Was the spirit nailing in another board?
It intensified, and a piece of wood started to give. I pulled back as the board behind Jared’s shoulders came loose, and light flooded through the crack.
“You guys okay?” Priest’s voice pierced the haze and I turned toward it, blinking hard against the light.
Jared stared back at me, his face streaked with the blood from my hands.
Lukas stood on the other side holding the dislodged board. His eyes dropped to Jared’s hands still resting on my hips, and his expression changed.
Jared stepped back awkwardly. “We’re good. Just get her out.”
Lukas and Priest tore the boards away one at a time until the opening was big enough to climb through.
I stepped out and Alara threw her arms around me. I winced and she drew back. “Oh my god, Kennedy. Look at your hands.”

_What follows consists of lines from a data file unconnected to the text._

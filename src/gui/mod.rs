//! GUI module - User interface components

mod app;
mod control_panel;
mod result_viewer;

pub use app::EconLabApp;
pub use control_panel::{ControlPanel, ControlPanelAction};
pub use result_viewer::ResultViewer;
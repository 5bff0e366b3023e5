//! Data module - loading, StatBank fetch, merge and derived metrics

pub mod loader;
mod merge;
mod processor;
pub mod statbank;

pub use loader::DataLoader;
pub use merge::{DataMerger, JoinPolicy, MergeError, RegionYearRecord};
pub use processor::{DataProcessor, DerivedRecord, ProcessorError};
pub use statbank::StatBankClient;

I didn’t want to see them. I wanted to remember them touching Jared’s face and wiping his tears, instead of clawing at the boards.
“How did you find us?”
Broken glow sticks bathed the room in green light. Alara pointed at the rows of beds. The spirits of the children gathered in the aisle, except for the one that trapped us inside the wall. He was conspicuously missing, his sledgehammer lying at the foot of one of the beds.
“They showed us where you were,” she said.

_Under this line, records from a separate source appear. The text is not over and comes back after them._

//! Econ Lab Main Application
//! Main window with control panel and result viewer.

use crate::config::AppConfig;
use crate::gui::control_panel::InputFile;
use crate::gui::{ControlPanel, ControlPanelAction, ResultViewer};
use crate::model::malthus;
use crate::model::optimize::NelderMeadSettings;
use crate::pipeline::{self, HouseholdAnalysis, RegionalAnalysis};
use egui::SidePanel;
use std::sync::mpsc::{channel, Receiver, Sender};
use std::thread;
use tracing::{error, info};

/// Result from a background job.
enum JobResult {
    Progress(f32, String),
    Regional(Box<RegionalAnalysis>),
    Household(Box<HouseholdAnalysis>),
    Error(String),
}

/// Main application window.
pub struct EconLabApp {
    control_panel: ControlPanel,
    result_viewer: ResultViewer,
    job_rx: Option<Receiver<JobResult>>,
}

impl EconLabApp {
    pub fn new(_cc: &eframe::CreationContext<'_>, config: AppConfig) -> Self {
        Self {
            control_panel: ControlPanel::new(config),
            result_viewer: ResultViewer::new(),
            job_rx: None,
        }
    }

    fn handle_browse(&mut self, file: InputFile) {
        if let Some(path) = rfd::FileDialog::new()
            .add_filter("CSV Files", &["csv"])
            .pick_file()
        {
            info!(path = %path.display(), ?file, "input selected");
            self.control_panel.set_path(file, path);
        }
    }

    /// Start a job on a background thread; only one runs at a time.
    fn spawn_job<F>(&mut self, status: &str, job: F)
    where
        F: FnOnce(&Sender<JobResult>) -> JobResult + Send + 'static,
    {
        if self.job_rx.is_some() {
            return;
        }
        let (tx, rx) = channel();
        self.job_rx = Some(rx);
        self.control_panel.busy = true;
        self.control_panel.set_progress(5.0, status);

        thread::spawn(move || {
            let result = job(&tx);
            let _ = tx.send(result);
        });
    }

    fn start_regional(&mut self) {
        let regional = self.control_panel.config.regional.clone();
        let statbank = self.control_panel.config.statbank.clone();

        self.spawn_job("Starting regional analysis...", move |tx| {
            let progress = |p: f32, status: &str| {
                let _ = tx.send(JobResult::Progress(p, status.to_string()));
            };
            match pipeline::run_regional(&regional, &statbank, progress) {
                Ok(analysis) => JobResult::Regional(Box::new(analysis)),
                Err(e) => {
                    error!("regional analysis failed: {e:#}");
                    JobResult::Error(format!("{e:#}"))
                }
            }
        });
    }

    fn start_household(&mut self) {
        let params = self.control_panel.config.household.clone();
        let target = self.control_panel.household_target();
        let status = if target.is_some() {
            "Estimating household parameters..."
        } else {
            "Solving household model..."
        };

        self.spawn_job(status, move |_| {
            match pipeline::run_household(&params, target, &NelderMeadSettings::default()) {
                Ok(analysis) => JobResult::Household(Box::new(analysis)),
                Err(e) => {
                    error!("household model failed: {e:#}");
                    JobResult::Error(format!("{e:#}"))
                }
            }
        });
    }

    /// The recurrence is cheap enough to run on the UI thread.
    fn simulate_malthus(&mut self) {
        let config = &self.control_panel.config;
        match malthus::simulate(&config.malthus, &config.solver) {
            Ok(simulation) => {
                let status = if simulation.converged {
                    format!("Complete! Converged in {} periods", simulation.periods())
                } else {
                    format!("Complete! Period cap of {} reached", config.solver.max_periods)
                };
                self.result_viewer.set_malthus(simulation);
                self.control_panel.set_progress(100.0, &status);
            }
            Err(e) => {
                error!("malthus simulation failed: {e}");
                self.control_panel.set_progress(0.0, &format!("Error: {e}"));
            }
        }
    }

    /// Drain messages from the running job.
    fn check_job_results(&mut self) {
        let Some(rx) = self.job_rx.take() else {
            return;
        };
        let mut finished = false;

        while let Ok(result) = rx.try_recv() {
            match result {
                JobResult::Progress(progress, status) => {
                    self.control_panel.set_progress(progress, &status);
                }
                JobResult::Regional(analysis) => {
                    let status = format!(
                        "Complete! {} rows across {} regions",
                        analysis.derived.len(),
                        analysis.regions().len()
                    );
                    self.result_viewer.set_regional(*analysis);
                    self.control_panel.set_progress(100.0, &status);
                    finished = true;
                }
                JobResult::Household(analysis) => {
                    self.result_viewer.set_household(*analysis);
                    self.control_panel
                        .set_progress(100.0, "Complete! Household model solved");
                    finished = true;
                }
                JobResult::Error(error) => {
                    self.control_panel
                        .set_progress(0.0, &format!("Error: {}", error));
                    finished = true;
                }
            }
        }

        if finished {
            self.control_panel.busy = false;
        } else {
            self.job_rx = Some(rx);
        }
    }
}

impl eframe::App for EconLabApp {
    fn update(&mut self, ctx: &egui::Context, _frame: &mut eframe::Frame) {
        self.check_job_results();

        if self.job_rx.is_some() {
            ctx.request_repaint();
        }

        SidePanel::left("control_panel")
            .min_width(300.0)
            .max_width(360.0)
            .show(ctx, |ui| {
                egui::ScrollArea::vertical().show(ui, |ui| {
                    match self.control_panel.show(ui) {
                        ControlPanelAction::Browse(file) => self.handle_browse(file),
                        ControlPanelAction::RunRegional => self.start_regional(),
                        ControlPanelAction::Simulate => self.simulate_malthus(),
                        ControlPanelAction::SolveHousehold => self.start_household(),
                        ControlPanelAction::None => {}
                    }
                });
            });

        egui::CentralPanel::default().show(ctx, |ui| {
            self.result_viewer.show(ui);
        });
    }
}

I stared out into the sea of expectant faces. “Thank you.”
Would they be able to move on now? I hated the thought of them being trapped in this slaughterhouse.

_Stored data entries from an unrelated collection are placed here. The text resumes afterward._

/// Hours of market (L) and home (H) work for the male (M) and female (F).
#[derive(Debug, Clone, Copy, PartialEq, Default)]
pub struct Choice {
    pub lm: f64,
    pub hm: f64,
    pub lf: f64,
    pub hf: f64,
}

impl Choice {
    pub fn from_slice(x: &[f64]) -> Self {
        Self {
            lm: x[0],
            hm: x[1],
            lf: x[2],
            hf: x[3],
        }
    }

    pub fn is_feasible(&self) -> bool {
        let in_range = |v: f64| (0.0..=HOURS).contains(&v);
        in_range(self.lm)
            && in_range(self.hm)
            && in_range(self.lf)
            && in_range(self.hf)
            && self.lm + self.hm <= HOURS + HOURS_SLACK
            && self.lf + self.hf <= HOURS + HOURS_SLACK
    }

    /// Female over male home hours.
    pub fn home_ratio(&self) -> f64 {
        self.hf / self.hm
    }
}

/// Solution for each female wage.
#[derive(Debug, Clone, PartialEq)]
pub struct WageSolution {
    pub female_wages: Vec<f64>,
    pub choices: Vec<Choice>,
}

#[derive(Debug, Clone, Copy, PartialEq)]
pub struct Regression {
    pub beta0: f64,
    pub beta1: f64,
}

#[derive(Debug, Clone, PartialEq)]
pub struct Estimate {
    pub alpha: f64,
    pub sigma: f64,
    pub regression: Regression,
    pub objective: f64,
    pub iterations: usize,
}

/// Which parameters the estimation searches over.
#[derive(Debug, Clone, Copy, PartialEq, Eq)]
pub enum EstimationTarget {
    AlphaAndSigma,
    SigmaOnly,
}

“What happened to the other one?” I asked.
Priest held up the nail gun loaded with the cold-iron nails. “I took him out.”
Jared leaned against the wall, his head down. “Did you find the disk?”
“There was nothing up there except rats and empty beer bottles,” Alara answered.
“We can’t leave until we find it.” Jared’s eyes drifted to the hole. “Not after that.”
Priest paced. “If you were going to hide something in this house, where would you put it?”
“Down here,” I answered automatically. “Not many people would hang around long enough to find it.”
Priest looked at the spirits. “Think they’ll mind if we try?”
Alara studied their innocent expressions. “No.”
Jared rubbed his hand over his face. Now that I knew the truth about the secret he was carrying, I could see the guilt in his every movement.
Sifting through the evidence of a mass-murder scene was harder than I expected, especially when the victims were scampering around us I lifted the thin mattresses easily, working the right side of the room while Alara worked the left. Jared and Lukas checked the walls for cracks and hidden spaces, two of the taller children trailing behind them.
Priest sat on the floor with a handheld transistor radio. A group of spirits gathered around him.
“In the mood for some music?” I asked.
“Just the opposite.” He turned the dial until a steady stream of static crackled through the air, then he cranked the volume all the way up.
“What are you doing?”
He smiled and pulled a calculator out of his jeans. “Watch and learn.”
“You really do carry that around all the time.”
“Standard operating genius procedure.” Priest turned on the calculator and held it against the radio until it emitted a loud tone. “You can use calculators to make all sorts of stuff. Can you see if there’s any tape around?”
A tray next to one of the beds held a dirty roll of medical tape—the same kind securing the IV ports on the spirits’ arms. I tossed it to Priest, eager to have it out of my hands. “Will this work?”
“Yep.”
Lukas came over to take a look. “What are you making?”
Priest held up the contraption. “Behold, all of you scientifically challenged.” He took a few nails out of his pocket and held them next to the calculator. The radio emitted another low tone. “What we have here is a metal detector.”
“You’re kidding, right?” Lukas asked.
“Did you miss my little demonstration?” Priest stood up. The spirits scattered, watching from a safe distance.
He walked back to the mouth of the corridor and reentered the room, sweeping it slowly. Each time he passed a metal tray or an IV pole, the radio emitted the same tone. Like most of Priest’s inventions, the construction reminded me of a futuristic science-fair project. But it was completely functional, and the spirits were mesmerized. Every few minutes, the station changed suddenly.
Alara’s eyes widened. “They’re channeling the electrical energy.”
“Come on, kids. I’m working here.” Priest swept the metal detector around the last bed. When it didn’t pick up anything new, he glanced at the hole. “Should we check in there?”
I shuddered at the thought, as the device transmitted another sound.